Serotonin-2 Receptor Agonists Produce Anti-inflammatory Effects through Functionally Selective Mechanisms That Involve the Suppression of Disease-Induced Arginase 1 Expression.

Functional selectivity in the context of serotonin 2A (5-HT 2A ) receptor agonists is often described as differences psychedelic compounds have in the activation of Gq vs β-arrestin signaling in the brain and how that may relate to inducing psychoactive and hallucinatory properties with respect to each other. However, the presence of 5-HT 2A receptors throughout the body in several cell types, including endothelial, endocrine, and immune-related tissues, suggests that functional selectivity may exist in the periphery as well.
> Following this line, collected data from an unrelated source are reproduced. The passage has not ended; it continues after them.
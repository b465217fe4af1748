//! Criterion benchmarks for polivoz-synth components
//!
//! Run with: cargo bench -p polivoz-synth

use criterion::{BenchmarkId, Criterion, black_box, criterion_group, criterion_main};
use polivoz_synth::{
    DahdsrEnvelope, RenderParams, Voice, VoicePool, Waveform, Xorshift32, advance_phase,
    phase_increment,
};

const SAMPLE_RATE: f32 = 48000.0;
const BLOCK_SIZES: &[usize] = &[64, 128, 256, 512, 1024];

// ============================================================================
// Waveform benchmarks
// ============================================================================

fn bench_waveforms(c: &mut Criterion) {
    let mut group = c.benchmark_group("Waveform");

    let waveforms = [
        ("Sine", Waveform::Sine),
        ("Square", Waveform::Square),
        ("Sawtooth", Waveform::Sawtooth),
        ("Triangle", Waveform::Triangle),
        ("Noise", Waveform::Noise),
    ];

    for (name, waveform) in &waveforms {
        let inc = phase_increment(440.0, SAMPLE_RATE);

        group.bench_function(*name, |b| {
            let mut noise = Xorshift32::new(1);
            let mut phase = 0.0_f32;
            b.iter(|| {
                let mut sum = 0.0f32;
                for _ in 0..256 {
                    sum += waveform.sample(phase, 0.5, &mut noise);
                    phase = advance_phase(phase, inc);
                }
                black_box(sum)
            })
        });
    }

    group.finish();
}

// ============================================================================
// Envelope benchmarks
// ============================================================================

fn bench_envelope(c: &mut Criterion) {
    let mut group = c.benchmark_group("Envelope");
    let dt = 1.0 / SAMPLE_RATE;

    for &block_size in BLOCK_SIZES {
        let mut env = DahdsrEnvelope::new();
        env.set_attack(0.01);
        env.set_decay(0.1);
        env.set_sustain(0.7);
        env.set_release(0.2);
        env.trigger(100);

        group.bench_with_input(
            BenchmarkId::from_parameter(block_size),
            &block_size,
            |b, &size| {
                b.iter(|| {
                    let mut sum = 0.0f32;
                    for _ in 0..size {
                        sum += env.process(dt);
                    }
                    black_box(sum)
                })
            },
        );
    }

    group.finish();
}

// ============================================================================
// Voice benchmarks
// ============================================================================

fn bench_voice_unison(c: &mut Criterion) {
    let mut group = c.benchmark_group("Voice_Unison");

    for unison in [1usize, 2, 4, 8] {
        let mut params = RenderParams::default();
        params.oscillators[0].waveform = Waveform::Sawtooth;
        params.unison_count = unison;
        params.unison_spread = 25.0;

        let mut voice = Voice::new(SAMPLE_RATE);
        voice.trigger(57, 100, 1, &params.oscillators);

        group.bench_with_input(BenchmarkId::from_parameter(unison), &unison, |b, _| {
            b.iter(|| {
                let mut sum = 0.0f32;
                for _ in 0..256 {
                    let (l, r) = voice.process_stereo(&params);
                    sum += l + r;
                }
                black_box(sum)
            })
        });
    }

    group.finish();
}

// ============================================================================
// Pool render benchmarks
// ============================================================================

fn bench_pool_render(c: &mut Criterion) {
    let mut group = c.benchmark_group("Pool_Render");

    for &block_size in BLOCK_SIZES {
        let mut pool: VoicePool<16> = VoicePool::new(SAMPLE_RATE);
        pool.set_waveform(0, Waveform::Sawtooth);
        pool.set_parameter("cutoff", 0.7);
        pool.set_parameter("filtertype", 5.0);
        for note in [48, 52, 55, 60, 64, 67, 72, 76] {
            pool.note_on(note, 100);
        }

        let mut buffer = vec![0.0_f32; block_size * 2];

        group.bench_with_input(
            BenchmarkId::new("8_voices", block_size),
            &block_size,
            |b, &size| {
                b.iter(|| {
                    let frames = pool.render(&mut buffer, 0, size);
                    black_box(frames)
                })
            },
        );
    }

    group.finish();
}

criterion_group!(
    benches,
    bench_waveforms,
    bench_envelope,
    bench_voice_unison,
    bench_pool_render
);
criterion_main!(benches);
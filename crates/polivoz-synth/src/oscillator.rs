//! Audio-rate waveform generation.
//!
//! Provides the waveform math, per-slot oscillator configuration, and
//! noise source for the synthesis voices. Oscillators here are stateless
//! functions of phase: the phase accumulators themselves live in each
//! [`Voice`](crate::Voice), one per oscillator slot per unison sub-voice,
//! so a voice can run several detuned copies of the same configuration.

use core::f32::consts::{PI, TAU};
use libm::{powf, sinf};

/// Number of oscillator slots per voice.
///
/// Slot 0 is the sync master, slot 1 the sync slave.
pub const NUM_OSCILLATORS: usize = 2;

/// Oscillator waveform types
#[derive(Clone, Copy, Debug, Default, PartialEq, Eq)]
pub enum Waveform {
    /// Sine waveform — pure fundamental tone.
    #[default]
    Sine,
    /// Square/pulse waveform — odd harmonics, duty set by pulse width.
    Square,
    /// Sawtooth waveform — all harmonics, bright timbre.
    Sawtooth,
    /// Triangle waveform — odd harmonics, softer than saw.
    Triangle,
    /// White noise from the voice-owned PRNG.
    Noise,
}

impl Waveform {
    /// Evaluate the waveform at `phase` radians in `[0, 2π)`.
    ///
    /// `pulse_width` sets the square duty cycle and is ignored by the
    /// other shapes. `noise` is the caller's PRNG state, advanced only by
    /// the noise arm so pitched waveforms stay deterministic.
    #[inline]
    pub fn sample(self, phase: f32, pulse_width: f32, noise: &mut Xorshift32) -> f32 {
        match self {
            Self::Sine => sinf(phase),

            Self::Square => {
                if pulse_width * TAU > phase {
                    1.0
                } else {
                    -1.0
                }
            }

            Self::Sawtooth => phase / PI - 1.0,

            Self::Triangle => {
                if phase < PI {
                    -1.0 + 2.0 * phase / PI
                } else {
                    3.0 - 2.0 * phase / PI
                }
            }

            Self::Noise => noise.next_bipolar(),
        }
    }
}

/// Oscillator hard/soft sync selection.
///
/// Sync couples slot 1 (slave) to slot 0 (master) inside each unison
/// sub-voice: hard sync restarts the slave's phase every master cycle,
/// soft sync bends the slave's phase rate with the master's phase.
#[derive(Clone, Copy, Debug, Default, PartialEq, Eq)]
pub enum SyncMode {
    /// Slots run free.
    #[default]
    Off,
    /// Slave phase resets to 0 when the master phase wraps.
    Hard,
    /// Slave phase increment is scaled by `1 + 0.5 * sin(master_phase)`.
    Soft,
}

/// Shared per-slot oscillator configuration.
///
/// The engine owns one of these per slot; voices read them every sample
/// and never mutate them. Pitch offsets compose multiplicatively through
/// [`frequency`](Self::frequency).
#[derive(Clone, Copy, Debug, PartialEq)]
pub struct OscillatorConfig {
    /// Waveform for this slot.
    pub waveform: Waveform,
    /// Mix level (0.0 to 1.0) applied before slot normalization.
    pub level: f32,
    /// Fine detune in cents (-100 to 100).
    pub detune_cents: f32,
    /// Octave transpose (-2 to 2).
    pub octave_offset: i32,
    /// Semitone transpose (-12 to 12).
    pub semitone_offset: i32,
    /// Square duty cycle, exclusive (0, 1).
    pub pulse_width: f32,
    /// Phase in turns `[0, 1]` each trigger starts from.
    pub initial_phase: f32,
    /// Whether this slot contributes to the voice output.
    pub enabled: bool,
}

impl Default for OscillatorConfig {
    fn default() -> Self {
        Self {
            waveform: Waveform::Sine,
            level: 1.0,
            detune_cents: 0.0,
            octave_offset: 0,
            semitone_offset: 0,
            pulse_width: 0.5,
            initial_phase: 0.0,
            enabled: true,
        }
    }
}

impl OscillatorConfig {
    /// Slot frequency in Hz for a voice at `base_frequency`.
    ///
    /// Applies octave, semitone, and cent offsets plus the per-block pitch
    /// LFO amount in semitones:
    ///
    /// ```text
    /// f = base * 2^octave * 2^(semitone/12) * 2^(cents/1200) * 2^(lfo/12)
    /// ```
    #[inline]
    pub fn frequency(&self, base_frequency: f32, pitch_lfo_semitones: f32) -> f32 {
        let exponent = self.octave_offset as f32
            + (self.semitone_offset as f32 + pitch_lfo_semitones) / 12.0
            + self.detune_cents / 1200.0;
        base_frequency * powf(2.0, exponent)
    }
}

/// Xorshift32 pseudo-random noise source.
///
/// Small, fast, and dependency-free; each voice owns one per oscillator
/// slot so noise generation never touches shared state on the audio
/// thread and test runs are reproducible.
#[derive(Clone, Copy, Debug, PartialEq, Eq)]
pub struct Xorshift32 {
    state: u32,
}

impl Xorshift32 {
    /// Create a generator from `seed`. A zero seed (the xorshift fixed
    /// point) is replaced with a default.
    pub fn new(seed: u32) -> Self {
        Self {
            state: if seed == 0 { 0x12345678 } else { seed },
        }
    }

    /// Next sample in `[-1, 1]`.
    #[inline]
    pub fn next_bipolar(&mut self) -> f32 {
        let mut x = self.state;
        x ^= x << 13;
        x ^= x >> 17;
        x ^= x << 5;
        self.state = x;

        (x as i32 as f32) / (i32::MAX as f32)
    }
}

/// Phase advance per sample for `frequency` at `sample_rate`, in radians.
#[inline]
pub fn phase_increment(frequency: f32, sample_rate: f32) -> f32 {
    TAU * frequency / sample_rate
}

/// Advance a radian phase accumulator, wrapping at 2π.
///
/// The wrap is a single subtraction rather than a remainder so identical
/// input sequences produce bit-identical phase trajectories.
#[inline]
pub fn advance_phase(phase: f32, increment: f32) -> f32 {
    let next = phase + increment;
    if next >= TAU { next - TAU } else { next }
}
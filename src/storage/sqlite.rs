//! SQLite implementation of the print ledger.

use async_trait::async_trait;
use chrono::{DateTime, SecondsFormat, SubsecRound, Utc};
use sea_query::{Expr, OnConflict, Order, Query, SqliteQueryBuilder};
use sea_query_binder::SqlxBinder;
use sqlx::sqlite::SqliteRow;
use sqlx::{Row, Sqlite, SqliteConnection, SqlitePool, Transaction};
use tracing::{debug, info, warn};

use crate::interfaces::ledger::{LedgerError, PrintLedger, Result};
use crate::model::{BadgeStatus, NewPrint, PrintEvent, PrintType, RosterEntry};

use super::schema::{
    BadgeStatuses, PrintHistory, CREATE_BADGE_STATUS_TABLE, CREATE_PRINT_HISTORY_TABLE,
};

/// SQLite implementation of PrintLedger.
pub struct SqliteLedger {
    pool: SqlitePool,
}

impl SqliteLedger {
    /// Create a new SQLite ledger.
    pub fn new(pool: SqlitePool) -> Self {
        Self { pool }
    }

    /// Initialize the database schema.
    pub async fn init(&self) -> Result<()> {
        sqlx::raw_sql(CREATE_PRINT_HISTORY_TABLE)
            .execute(&self.pool)
            .await?;
        sqlx::raw_sql(CREATE_BADGE_STATUS_TABLE)
            .execute(&self.pool)
            .await?;
        Ok(())
    }

    /// Get the underlying pool.
    pub fn pool(&self) -> &SqlitePool {
        &self.pool
    }

    /// Open a write transaction.
    ///
    /// IMMEDIATE takes the write lock upfront, preventing deadlocks when
    /// concurrent DEFERRED transactions race to upgrade from shared to
    /// exclusive. Dropping the transaction before commit rolls it back.
    async fn begin(&self) -> Result<Transaction<'static, Sqlite>> {
        Ok(self.pool.begin_with("BEGIN IMMEDIATE").await?)
    }

    /// Append the event and apply it to the badge projection.
    async fn insert_print(conn: &mut SqliteConnection, print: &NewPrint) -> Result<PrintEvent> {
        let timestamp = Self::next_timestamp(conn).await?;
        let stamp = format_timestamp(timestamp);

        let (sql, values) = Query::insert()
            .into_table(PrintHistory::Table)
            .columns([
                PrintHistory::Type,
                PrintHistory::ItemId,
                PrintHistory::ItemName,
                PrintHistory::ItemNumber,
                PrintHistory::Quantity,
                PrintHistory::Timestamp,
            ])
            .values_panic([
                print.kind.as_str().into(),
                print.item_id.into(),
                print.item_name.clone().into(),
                print.item_number.into(),
                print.quantity.into(),
                stamp.clone().into(),
            ])
            .build_sqlx(SqliteQueryBuilder);

        let id = sqlx::query_with(&sql, values)
            .execute(&mut *conn)
            .await?
            .last_insert_rowid();

        if print.kind == PrintType::Badge {
            // Single conflict-resolving write: no read-then-write window.
            let (sql, values) = Query::insert()
                .into_table(BadgeStatuses::Table)
                .columns([
                    BadgeStatuses::CompanyNumber,
                    BadgeStatuses::CompanyName,
                    BadgeStatuses::IsPrinted,
                    BadgeStatuses::PrintedAt,
                    BadgeStatuses::Quantity,
                ])
                .values_panic([
                    print.item_number.into(),
                    print.item_name.clone().into(),
                    true.into(),
                    stamp.into(),
                    print.quantity.into(),
                ])
                .on_conflict(
                    OnConflict::column(BadgeStatuses::CompanyNumber)
                        .values([
                            (
                                BadgeStatuses::CompanyName,
                                Expr::cust("excluded.company_name"),
                            ),
                            (BadgeStatuses::IsPrinted, Expr::val(true).into()),
                            (BadgeStatuses::PrintedAt, Expr::cust("excluded.printed_at")),
                            (
                                BadgeStatuses::Quantity,
                                Expr::col((BadgeStatuses::Table, BadgeStatuses::Quantity))
                                    .add(Expr::cust("excluded.quantity")),
                            ),
                        ])
                        .to_owned(),
                )
                .build_sqlx(SqliteQueryBuilder);

            sqlx::query_with(&sql, values).execute(&mut *conn).await?;
        }

        Ok(PrintEvent {
            id,
            kind: print.kind,
            item_id: print.item_id,
            item_name: print.item_name.clone(),
            item_number: print.item_number,
            quantity: print.quantity,
            timestamp,
        })
    }

    /// Current time, never earlier than the latest stored event.
    async fn next_timestamp(conn: &mut SqliteConnection) -> Result<DateTime<Utc>> {
        let (sql, values) = Query::select()
            .expr(Expr::col(PrintHistory::Timestamp).max())
            .from(PrintHistory::Table)
            .build_sqlx(SqliteQueryBuilder);

        let row = sqlx::query_with(&sql, values).fetch_one(&mut *conn).await?;
        let latest: Option<String> = row.try_get(0)?;

        let now = Utc::now().trunc_subsecs(6);
        match latest {
            Some(latest) => Ok(now.max(parse_timestamp(&latest)?)),
            None => Ok(now),
        }
    }

    async fn zero_badges(conn: &mut SqliteConnection) -> Result<u64> {
        let (sql, values) = Query::update()
            .table(BadgeStatuses::Table)
            .values([
                (BadgeStatuses::IsPrinted, Expr::val(false).into()),
                (BadgeStatuses::PrintedAt, Expr::val(Option::<String>::None).into()),
                (BadgeStatuses::Quantity, Expr::val(0i64).into()),
            ])
            .build_sqlx(SqliteQueryBuilder);

        let result = sqlx::query_with(&sql, values).execute(&mut *conn).await?;
        Ok(result.rows_affected())
    }

    async fn delete_history(conn: &mut SqliteConnection, kind: Option<PrintType>) -> Result<u64> {
        let mut delete = Query::delete();
        delete.from_table(PrintHistory::Table);
        if let Some(kind) = kind {
            delete.and_where(Expr::col(PrintHistory::Type).eq(kind.as_str()));
        }
        let (sql, values) = delete.build_sqlx(SqliteQueryBuilder);

        let result = sqlx::query_with(&sql, values).execute(&mut *conn).await?;
        Ok(result.rows_affected())
    }

    async fn upsert_roster(conn: &mut SqliteConnection, roster: &[RosterEntry]) -> Result<u64> {
        let mut insert = Query::insert();
        insert.into_table(BadgeStatuses::Table).columns([
            BadgeStatuses::CompanyNumber,
            BadgeStatuses::CompanyName,
            BadgeStatuses::IsPrinted,
            BadgeStatuses::Quantity,
        ]);
        for entry in roster {
            insert.values_panic([
                entry.company_number.into(),
                entry.company_name.clone().into(),
                false.into(),
                0i64.into(),
            ]);
        }
        insert.on_conflict(
            OnConflict::column(BadgeStatuses::CompanyNumber)
                .value(BadgeStatuses::CompanyName, Expr::cust("excluded.company_name"))
                .to_owned(),
        );
        let (sql, values) = insert.build_sqlx(SqliteQueryBuilder);

        let result = sqlx::query_with(&sql, values).execute(&mut *conn).await?;
        Ok(result.rows_affected())
    }

    async fn select_badges(&self) -> Result<Vec<BadgeStatus>> {
        let (sql, values) = Query::select()
            .columns([
                BadgeStatuses::CompanyNumber,
                BadgeStatuses::CompanyName,
                BadgeStatuses::IsPrinted,
                BadgeStatuses::PrintedAt,
                BadgeStatuses::Quantity,
            ])
            .from(BadgeStatuses::Table)
            .order_by(BadgeStatuses::CompanyNumber, Order::Asc)
            .build_sqlx(SqliteQueryBuilder);

        let rows = sqlx::query_with(&sql, values).fetch_all(&self.pool).await?;
        rows.iter().map(badge_from_row).collect()
    }
}

#[async_trait]
impl PrintLedger for SqliteLedger {
    async fn record_print(&self, print: NewPrint) -> Result<PrintEvent> {
        print.validate()?;

        let mut tx = self.begin().await?;
        let result = Self::insert_print(&mut tx, &print).await;
        let event = finish(tx, result).await?;

        info!(
            id = event.id,
            kind = %event.kind,
            item_number = event.item_number,
            quantity = event.quantity,
            "Print recorded"
        );
        Ok(event)
    }

    async fn history(&self) -> Result<Vec<PrintEvent>> {
        let (sql, values) = Query::select()
            .columns([
                PrintHistory::Id,
                PrintHistory::Type,
                PrintHistory::ItemId,
                PrintHistory::ItemName,
                PrintHistory::ItemNumber,
                PrintHistory::Quantity,
                PrintHistory::Timestamp,
            ])
            .from(PrintHistory::Table)
            .order_by(PrintHistory::Timestamp, Order::Desc)
            .order_by(PrintHistory::Id, Order::Desc)
            .build_sqlx(SqliteQueryBuilder);

        let rows = sqlx::query_with(&sql, values).fetch_all(&self.pool).await?;
        debug!(count = rows.len(), "Loaded print history");
        rows.iter().map(event_from_row).collect()
    }

    async fn badge_status(&self) -> Result<Vec<BadgeStatus>> {
        self.select_badges().await
    }

    async fn search_badges(&self, query: &str) -> Result<Vec<BadgeStatus>> {
        // Matched here rather than with LIKE, which only folds ASCII case.
        let needle = query.trim().to_lowercase();
        let found: Vec<BadgeStatus> = self
            .select_badges()
            .await?
            .into_iter()
            .filter(|badge| matches_query(badge, &needle))
            .collect();

        debug!(query, count = found.len(), "Searched badge status");
        Ok(found)
    }

    async fn reset_badges(&self) -> Result<()> {
        let mut tx = self.begin().await?;
        let result = async {
            let zeroed = Self::zero_badges(&mut tx).await?;
            let removed = Self::delete_history(&mut tx, Some(PrintType::Badge)).await?;
            Ok::<_, LedgerError>((zeroed, removed))
        }
        .await;
        let (zeroed, removed) = finish(tx, result).await?;

        info!(zeroed, removed, "Badge status reset");
        Ok(())
    }

    async fn clear_history(&self) -> Result<()> {
        let mut tx = self.begin().await?;
        let result = Self::delete_history(&mut tx, None).await;
        let removed = finish(tx, result).await?;

        info!(removed, "Print history cleared");
        Ok(())
    }

    async fn reset_all(&self) -> Result<()> {
        let mut tx = self.begin().await?;
        let result = async {
            let zeroed = Self::zero_badges(&mut tx).await?;
            let removed = Self::delete_history(&mut tx, None).await?;
            Ok::<_, LedgerError>((zeroed, removed))
        }
        .await;
        let (zeroed, removed) = finish(tx, result).await?;

        info!(zeroed, removed, "Ledger reset");
        Ok(())
    }

    async fn seed_roster(&self, roster: &[RosterEntry]) -> Result<u64> {
        if roster.is_empty() {
            return Ok(0);
        }

        let mut tx = self.begin().await?;
        let result = Self::upsert_roster(&mut tx, roster).await;
        let written = finish(tx, result).await?;

        info!(companies = roster.len(), written, "Roster seeded");
        Ok(written)
    }
}

/// Commit on success, roll back on failure.
///
/// A failed commit rolls back when the transaction drops.
async fn finish<T>(tx: Transaction<'_, Sqlite>, result: Result<T>) -> Result<T> {
    match result {
        Ok(value) => {
            if let Err(e) = tx.commit().await {
                warn!(error = %e, "Commit failed; ledger transaction rolled back");
                return Err(e.into());
            }
            Ok(value)
        }
        Err(error) => {
            warn!(error = %error, "Rolling back ledger transaction");
            if let Err(e) = tx.rollback().await {
                warn!(error = %e, "Rollback failed");
            }
            Err(error)
        }
    }
}

fn format_timestamp(timestamp: DateTime<Utc>) -> String {
    timestamp.to_rfc3339_opts(SecondsFormat::Micros, true)
}

fn parse_timestamp(value: &str) -> Result<DateTime<Utc>> {
    DateTime::parse_from_rfc3339(value)
        .map(|dt| dt.with_timezone(&Utc))
        .map_err(|e| LedgerError::InvalidTimestamp(format!("{value}: {e}")))
}

/// Substring match on the company name or its decimal number.
///
/// `needle` must already be lowercased.
fn matches_query(badge: &BadgeStatus, needle: &str) -> bool {
    badge.company_name.to_lowercase().contains(needle)
        || badge.company_number.to_string().contains(needle)
}

fn event_from_row(row: &SqliteRow) -> Result<PrintEvent> {
    let kind: String = row.try_get("type")?;
    let timestamp: String = row.try_get("timestamp")?;

    Ok(PrintEvent {
        id: row.try_get("id")?,
        kind: kind.parse()?,
        item_id: row.try_get("item_id")?,
        item_name: row.try_get("item_name")?,
        item_number: row.try_get("item_number")?,
        quantity: row.try_get("quantity")?,
        timestamp: parse_timestamp(&timestamp)?,
    })
}

fn badge_from_row(row: &SqliteRow) -> Result<BadgeStatus> {
    let printed_at: Option<String> = row.try_get("printed_at")?;

    Ok(BadgeStatus {
        company_number: row.try_get("company_number")?,
        company_name: row.try_get("company_name")?,
        is_printed: row.try_get("is_printed")?,
        printed_at: printed_at.as_deref().map(parse_timestamp).transpose()?,
        quantity: row.try_get("quantity")?,
    })
}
Here, we examine functional selectivity between two 5-HT 2A receptor agonists of the phenylalkylamine class: ( R )-2,5-dimethoxy-4-iodoamphetamine [( R )-DOI] and ( R )-2,5-dimethoxy-4-trifluoromethylamphetamine [( R )-DOTFM]. Despite comparable in vitro activity at the 5-HT 2A receptor as well as similar behavioral potency, ( R )-DOTFM does not exhibit an ability to prevent inflammation or elevated airway hyperresponsiveness (AHR) in an acute murine ovalbumin-induced asthma model as does ( R )-DOI. Furthermore, there are distinct differences between protein expression and inflammatory-related gene expression in pulmonary tissues between the two compounds. Using ( R )-DOI and ( R )-DOTFM as tools, we further elucidated the anti-inflammatory mechanisms underlying the powerful anti-inflammatory effects of certain psychedelics and identified key mechanistic components of the anti-inflammatory effects of psychedelics, including suppression of arginase 1 expression.